## Records to process
______________________________
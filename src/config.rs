use std::{env, fmt::Display, fs::read_to_string, str::FromStr};

use serde::Serialize;
use tracing::{info, warn};

pub struct Config {
    pub port: u16,
    /// Remote document store endpoint. When unset the service runs on the
    /// in-memory store, which loses everything on restart.
    pub store_url: Option<String>,
    /// Bearer key for the remote store, read from `/run/secrets`.
    pub store_api_key: Option<String>,
    /// Use conditional merges for the duplicate check instead of the legacy
    /// read-then-write sequence.
    pub atomic_writes: bool,
    pub project_id: String,
}

/// Public store configuration served to browser clients on
/// `/firebase-config`. Never carries the server-side API key.
#[derive(Debug, Clone, Serialize)]
pub struct ClientConfig {
    #[serde(rename = "storeUrl")]
    pub store_url: Option<String>,
    #[serde(rename = "projectId")]
    pub project_id: String,
}

impl Config {
    pub fn load() -> Self {
        Self {
            port: try_load("RUST_PORT", "3000"),
            store_url: var("STORE_URL").ok(),
            store_api_key: try_read_secret("STORE_API_KEY"),
            atomic_writes: try_load("ATTENDANCE_ATOMIC_WRITES", "false"),
            project_id: try_load("STORE_PROJECT_ID", "asistencia"),
        }
    }

    pub fn client_config(&self) -> ClientConfig {
        ClientConfig {
            store_url: self.store_url.clone(),
            project_id: self.project_id.clone(),
        }
    }
}

fn var(key: &str) -> Result<String, ()> {
    env::var(key).map_err(|_| {
        warn!("Environment variable {key} not found, using default");
    })
}

fn try_load<T: FromStr>(key: &str, default: &str) -> T
where
    T::Err: Display,
{
    var(key)
        .unwrap_or_else(|_| {
            info!("{key} not set, using default: {default}");
            default.to_string()
        })
        .parse()
        .map_err(|e| {
            warn!("Invalid {key} value: {e}");
        })
        .expect("Environment misconfigured!")
}

fn try_read_secret(secret_name: &str) -> Option<String> {
    let path = format!("/run/secrets/{secret_name}");

    read_to_string(&path)
        .map(|s| s.trim().to_string())
        .map_err(|e| {
            info!("No {secret_name} secret mounted: {e}");
        })
        .ok()
}
// SPDX-License-Identifier: BUSL-1.1
// Copyright (c) 2026 Alfred Jean LLC

//! End-to-end fetch against a fake backend: probe, sign, POST, token.

use std::sync::Arc;

use axum::extract::State;
use axum::http::{HeaderMap, StatusCode};
use axum::routing::post;
use axum::Router;
use base64::engine::general_purpose::STANDARD as BASE64;
use base64::Engine;
use ed25519_dalek::{Signature, Verifier};
use tokio::net::TcpListener;
use tokio::sync::Mutex;

use device_auth::fetcher::{self, FetchConfig, AUTH_REQUEST_PATH, SIGNATURE_HEADER};
use device_auth::signer::{Ed25519Signer, Signer};
use device_auth::AuthError;

const TOKEN: &str = "FOOBARJWTTOKEN";

struct CapturedRequest {
    signature: Option<String>,
    raw_body: String,
}

#[derive(Clone)]
struct Backend {
    status: StatusCode,
    captured: Arc<Mutex<Option<CapturedRequest>>>,
}

async fn auth_requests(
    State(backend): State<Backend>,
    headers: HeaderMap,
    raw_body: String,
) -> (StatusCode, String) {
    let signature =
        headers.get(SIGNATURE_HEADER).and_then(|v| v.to_str().ok()).map(str::to_owned);
    *backend.captured.lock().await = Some(CapturedRequest { signature, raw_body });
    (backend.status, TOKEN.to_string())
}

async fn start_backend(status: StatusCode) -> anyhow::Result<(String, Backend)> {
    let backend = Backend { status, captured: Arc::new(Mutex::new(None)) };
    let app = Router::new()
        .route(AUTH_REQUEST_PATH, post(auth_requests))
        .with_state(backend.clone());
    let listener = TcpListener::bind("127.0.0.1:0").await?;
    let addr = listener.local_addr()?;
    tokio::spawn(async move {
        let _ = axum::serve(listener, app).await;
    });
    Ok((format!("http://{addr}"), backend))
}

fn write_probe_script(dir: &std::path::Path) -> anyhow::Result<std::path::PathBuf> {
    let path = dir.join("identity-probe");
    std::fs::write(
        &path,
        "#!/bin/sh\n\
         echo key1=value1\n\
         echo key2=value2\n\
         echo key3=value3\n\
         echo key1=value11\n",
    )?;
    #[cfg(unix)]
    {
        use std::os::unix::fs::PermissionsExt;
        std::fs::set_permissions(&path, std::fs::Permissions::from_mode(0o700))?;
    }
    Ok(path)
}

#[tokio::test]
async fn fetch_returns_token_and_sends_signed_identity() -> anyhow::Result<()> {
    let (server_url, backend) = start_backend(StatusCode::OK).await?;
    let dir = tempfile::tempdir()?;
    let probe = write_probe_script(dir.path())?;

    let signer = Ed25519Signer::generate().map_err(|e| anyhow::anyhow!(e))?;
    let config = FetchConfig {
        server_url,
        identity_probe: probe,
        tenant_token: Some("tenant-secret".into()),
    };
    let client = fetcher::build_http_client(None).map_err(|e| anyhow::anyhow!(e))?;

    let token = fetcher::fetch_token(&client, &config, &signer)
        .await
        .map_err(|e| anyhow::anyhow!(e))?;
    assert_eq!(token, TOKEN);

    let captured = backend
        .captured
        .lock()
        .await
        .take()
        .ok_or_else(|| anyhow::anyhow!("backend saw no request"))?;

    // The signature header verifies against the exact body bytes.
    let sig_b64 = captured.signature.ok_or_else(|| anyhow::anyhow!("no signature header"))?;
    let sig = Signature::from_slice(&BASE64.decode(sig_b64)?)?;
    signer.verifying_key().verify(captured.raw_body.as_bytes(), &sig)?;

    let body: serde_json::Value = serde_json::from_str(&captured.raw_body)?;
    assert_eq!(body["tenant_token"], "tenant-secret");
    assert!(body["pubkey"]
        .as_str()
        .is_some_and(|p| p.starts_with("-----BEGIN PUBLIC KEY-----")));

    // id_data is itself canonical JSON, duplicates folded last-write-wins.
    let id_data: serde_json::Value =
        serde_json::from_str(body["id_data"].as_str().unwrap_or_default())?;
    assert_eq!(id_data["key1"], "value11");
    assert_eq!(id_data["key2"], "value2");
    assert_eq!(id_data["key3"], "value3");
    Ok(())
}

#[tokio::test]
async fn rejected_request_is_transport_error() -> anyhow::Result<()> {
    let (server_url, _backend) = start_backend(StatusCode::UNAUTHORIZED).await?;
    let dir = tempfile::tempdir()?;
    let probe = write_probe_script(dir.path())?;

    let signer = Ed25519Signer::generate().map_err(|e| anyhow::anyhow!(e))?;
    let config = FetchConfig { server_url, identity_probe: probe, tenant_token: None };
    let client = fetcher::build_http_client(None).map_err(|e| anyhow::anyhow!(e))?;

    let err = match fetcher::fetch_token(&client, &config, &signer).await {
        Ok(token) => anyhow::bail!("expected rejection, got token {token:?}"),
        Err(e) => e,
    };
    assert!(matches!(err, AuthError::Transport(_)), "got {err}");
    Ok(())
}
______________________________
## What to do
Take the material above and transcribe all of it exactly.

## Response
filename src/config.rs
use std::{env, fmt::Display, fs::read_to_string, str::FromStr};

use serde::Serialize;
use tracing::{info, warn};

pub struct Config {
    pub port: u16,
    /// Remote document store endpoint. When unset the service runs on the
    /// in-memory store, which loses everything on restart.
    pub store_url: Option<String>,
    /// Bearer key for the remote store, read from `/run/secrets`.
    pub store_api_key: Option<String>,
    /// Use conditional merges for the duplicate check instead of the legacy
    /// read-then-write sequence.
    pub atomic_writes: bool,
    pub project_id: String,
}

/// Public store configuration served to browser clients on
/// `/firebase-config`. Never carries the server-side API key.
#[derive(Debug, Clone, Serialize)]
pub struct ClientConfig {
    #[serde(rename = "storeUrl")]
    pub store_url: Option<String>,
    #[serde(rename = "projectId")]
    pub project_id: String,
}

impl Config {
    pub fn load() -> Self {
        Self {
            port: try_load("RUST_PORT", "3000"),
            store_url: var("STORE_URL").ok(),
            store_api_key: try_read_secret("STORE_API_KEY"),
            atomic_writes: try_load("ATTENDANCE_ATOMIC_WRITES", "false"),
            project_id: try_load("STORE_PROJECT_ID", "asistencia"),
        }
    }

    pub fn client_config(&self) -> ClientConfig {
        ClientConfig {
            store_url: self.store_url.clone(),
            project_id: self.project_id.clone(),
        }
    }
}

fn var(key: &str) -> Result<String, ()> {
    env::var(key).map_err(|_| {
        warn!("Environment variable {key} not found, using default");
    })
}

fn try_load<T: FromStr>(key: &str, default: &str) -> T
where
    T::Err: Display,
{
    var(key)
        .unwrap_or_else(|_| {
            info!("{key} not set, using default: {default}");
            default.to_string()
        })
        .parse()
        .map_err(|e| {
            warn!("Invalid {key} value: {e}");
        })
        .expect("Environment misconfigured!")
}

fn try_read_secret(secret_name: &str) -> Option<String> {
    let path = format!("/run/secrets/{secret_name}");

    read_to_string(&path)
        .map(|s| s.trim().to_string())
        .map_err(|e| {
            info!("No {secret_name} secret mounted: {e}");
        })
        .ok()
}
// SPDX-License-Identifier: BUSL-1.1
// Copyright (c) 2026 Alfred Jean LLC

//! End-to-end fetch against a fake backend: probe, sign, POST, token.

use std::sync::Arc;

use axum::extract::State;
use axum::http::{HeaderMap, StatusCode};
use axum::routing::post;
use axum::Router;
use base64::engine::general_purpose::STANDARD as BASE64;
use base64::Engine;
use ed25519_dalek::{Signature, Verifier};
use tokio::net::TcpListener;
use tokio::sync::Mutex;

use device_auth::fetcher::{self, FetchConfig, AUTH_REQUEST_PATH, SIGNATURE_HEADER};
use device_auth::signer::{Ed25519Signer, Signer};
use device_auth::AuthError;

const TOKEN: &str = "FOOBARJWTTOKEN";

struct CapturedRequest {
    signature: Option<String>,
    raw_body: String,
}

#[derive(Clone)]
struct Backend {
    status: StatusCode,
    captured: Arc<Mutex<Option<CapturedRequest>>>,
}

async fn auth_requests(
    State(backend): State<Backend>,
    headers: HeaderMap,
    raw_body: String,
) -> (StatusCode, String) {
    let signature =
        headers.get(SIGNATURE_HEADER).and_then(|v| v.to_str().ok()).map(str::to_owned);
    *backend.captured.lock().await = Some(CapturedRequest { signature, raw_body });
    (backend.status, TOKEN.to_string())
}

async fn start_backend(status: StatusCode) -> anyhow::Result<(String, Backend)> {
    let backend = Backend { status, captured: Arc::new(Mutex::new(None)) };
    let app = Router::new()
        .route(AUTH_REQUEST_PATH, post(auth_requests))
        .with_state(backend.clone());
    let listener = TcpListener::bind("127.0.0.1:0").await?;
    let addr = listener.local_addr()?;
    tokio::spawn(async move {
        let _ = axum::serve(listener, app).await;
    });
    Ok((format!("http://{addr}"), backend))
}

fn write_probe_script(dir: &std::path::Path) -> anyhow::Result<std::path::PathBuf> {
    let path = dir.join("identity-probe");
    std::fs::write(
        &path,
        "#!/bin/sh\n\
         echo key1=value1\n\
         echo key2=value2\n\
         echo key3=value3\n\
         echo key1=value11\n",
    )?;
    #[cfg(unix)]
    {
        use std::os::unix::fs::PermissionsExt;
        std::fs::set_permissions(&path, std::fs::Permissions::from_mode(0o700))?;
    }
    Ok(path)
}

#[tokio::test]
async fn fetch_returns_token_and_sends_signed_identity() -> anyhow::Result<()> {
    let (server_url, backend) = start_backend(StatusCode::OK).await?;
    let dir = tempfile::tempdir()?;
    let probe = write_probe_script(dir.path())?;

    let signer = Ed25519Signer::generate().map_err(|e| anyhow::anyhow!(e))?;
    let config = FetchConfig {
        server_url,
        identity_probe: probe,
        tenant_token: Some("tenant-secret".into()),
    };
    let client = fetcher::build_http_client(None).map_err(|e| anyhow::anyhow!(e))?;

    let token = fetcher::fetch_token(&client, &config, &signer)
        .await
        .map_err(|e| anyhow::anyhow!(e))?;
    assert_eq!(token, TOKEN);

    let captured = backend
        .captured
        .lock()
        .await
        .take()
        .ok_or_else(|| anyhow::anyhow!("backend saw no request"))?;

    // The signature header verifies against the exact body bytes.
    let sig_b64 = captured.signature.ok_or_else(|| anyhow::anyhow!("no signature header"))?;
    let sig = Signature::from_slice(&BASE64.decode(sig_b64)?)?;
    signer.verifying_key().verify(captured.raw_body.as_bytes(), &sig)?;

    let body: serde_json::Value = serde_json::from_str(&captured.raw_body)?;
    assert_eq!(body["tenant_token"], "tenant-secret");
    assert!(body["pubkey"]
        .as_str()
        .is_some_and(|p| p.starts_with("-----BEGIN PUBLIC KEY-----")));

    // id_data is itself canonical JSON, duplicates folded last-write-wins.
    let id_data: serde_json::Value =
        serde_json::from_str(body["id_data"].as_str().unwrap_or_default())?;
    assert_eq!(id_data["key1"], "value11");
    assert_eq!(id_data["key2"], "value2");
    assert_eq!(id_data["key3"], "value3");
    Ok(())
}

#[tokio::test]
async fn rejected_request_is_transport_error() -> anyhow::Result<()> {
    let (server_url, _backend) = start_backend(StatusCode::UNAUTHORIZED).await?;
    let dir = tempfile::tempdir()?;
    let probe = write_probe_script(dir.path())?;

    let signer = Ed25519Signer::generate().map_err(|e| anyhow::anyhow!(e))?;
    let config = FetchConfig { server_url, identity_probe: probe, tenant_token: None };
    let client = fetcher::build_http_client(None).map_err(|e| anyhow::anyhow!(e))?;

    let err = match fetcher::fetch_token(&client, &config, &signer).await {
        Ok(token) => anyhow::bail!("expected rejection, got token {token:?}"),
        Err(e) => e,
    };
    assert!(matches!(err, AuthError::Transport(_)), "got {err}");
    Ok(())
}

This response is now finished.